Record numbers have university places confirmed
A record number of students have had their university places confirmed, figures from admissions body Ucas show.
The number of students with places at UK universities for this autumn now stands at 412,170, up 3% on the same point in 2013.
The figure could eventually top half a million, according to Ucas.
Some top institutions are this year taking part in the annual clearing process for students who are still looking for places.
So far, 360,500 students, around 70%, have places on their first choice course - a rise of 2% on this time last year.
Some 31,540 have had places confirmed on their second, or so-called insurance course, with a further 80,030 people still waiting to have offers confirmed.
More than 7,280 people have found places through clearing.
Of these, 1,940 applied direct to clearing rather than through the usual university application system.

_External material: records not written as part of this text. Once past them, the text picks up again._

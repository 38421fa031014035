use std::net::SocketAddr;
use std::sync::Arc;
use std::time::Duration;

use clap::Parser;
use dashmap::DashMap;
use tokio::sync::watch;
use tracing::info;

use cortex_channels::{NotificationService, TelegramCommandHandler};
use cortex_pipeline::IntentPipeline;
use cortex_scheduler::{build_registry, Scheduler};
use cortex_store::{ConfigManager, Store};

mod app;
mod http;
mod notify;

#[derive(Parser)]
#[command(name = "cortex-gateway", about = "Second-brain back end")]
struct Cli {
    /// Path to cortex.toml (default: ~/.cortex/cortex.toml).
    #[arg(long)]
    config: Option<String>,
}

#[tokio::main]
async fn main() -> anyhow::Result<()> {
    tracing_subscriber::fmt()
        .with_env_filter(
            tracing_subscriber::EnvFilter::try_from_default_env()
                .unwrap_or_else(|_| "cortex_gateway=info,tower_http=debug".into()),
        )
        .init();

    let cli = Cli::parse();
    let config = cortex_core::CortexConfig::load(cli.config.as_deref()).unwrap_or_else(|e| {
        tracing::warn!("Config load failed ({}), using defaults", e);
        cortex_core::CortexConfig::default()
    });

    let db_path = std::env::var("DATABASE_URL").unwrap_or_else(|_| config.database.path.clone());
    let store = Store::open(&db_path)?;
    let settings = Arc::new(ConfigManager::new(store.clone()));
    let tz: chrono_tz::Tz = settings
        .timezone()
        .parse()
        .unwrap_or(chrono_tz::Europe::Berlin);

    let notifier = Arc::new(NotificationService::new(store.clone(), "gateway"));
    let web_notifications = Arc::new(DashMap::new());
    let pipeline_notifier = Arc::new(notify::GatewayNotifier::new(
        Arc::clone(&notifier),
        Arc::clone(&web_notifications),
    ));

    let pipeline = Arc::new(IntentPipeline::new(
        store.clone(),
        config.pipeline.clone(),
        Arc::clone(&settings),
        pipeline_notifier,
    )?);

    let registry = build_registry(store.clone(), tz);
    let scheduler = Scheduler::new(
        store.clone(),
        registry,
        tz,
        Duration::from_secs(config.scheduler.tick_secs),
        Duration::from_secs(config.scheduler.shutdown_grace_secs),
    );

    let (shutdown_tx, shutdown_rx) = watch::channel(false);
    let engine = tokio::spawn(scheduler.clone().run(shutdown_rx));

    let commands = TelegramCommandHandler::new(store.clone(), Arc::clone(&pipeline), tz);

    let state = Arc::new(app::AppState {
        config: config.clone(),
        store,
        settings,
        pipeline,
        scheduler,
        notifier,
        commands,
        web_notifications,
    });
    let router = app::build_router(Arc::clone(&state));

    let addr: SocketAddr = format!("{}:{}", config.gateway.bind, config.gateway.port).parse()?;
    info!("cortex gateway listening on {}", addr);

    let listener = tokio::net::TcpListener::bind(addr).await?;
    axum::serve(listener, router)
        .with_graceful_shutdown(async {
            let _ = tokio::signal::ctrl_c().await;
            info!("shutdown signal received");
        })
        .await?;

    // Stop the scheduler and give running jobs their grace period.
    let _ = shutdown_tx.send(true);
    let _ = engine.await;

    Ok(())
}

Ucas says that so far, some 320 students, who received better results than expected, have used its adjustment system to "trade up" to a course they prefer.
A Ucas spokesman urged people hoping to use the clearing system to find a university place not to leave it too late as it expects about two-thirds of available places to be filled by Monday.
Yesterday, students in England, Wales and Northern Ireland received their A-level results.
There was a slight fall in A* and A grades and the pass rate is down for the first time in more than 30 years - but overall grades are broadly similar to last year.
This year is expected to be an unusually good year to apply to university, with a "buyer's market" in which universities are competing to attract students.
The government has made an extra 30,000 university places available.
In addition, universities are now allowed to admit an unlimited number of students with at least an A and two Bs.
It is expected that, for the first time, more than half a million places will be allocated for degree courses this autumn.
So far, universities been showing more flexibility than usual in accepting students who just missed their grades.
More universities than usual are also expected to take part in the clearing process - including many Russell Group institutions where competition for places can be intense.
Russell Group director general, Wendy Piatt has suggested there may still be places for students who had better grades than expected or who had narrowly missed out on their first choice.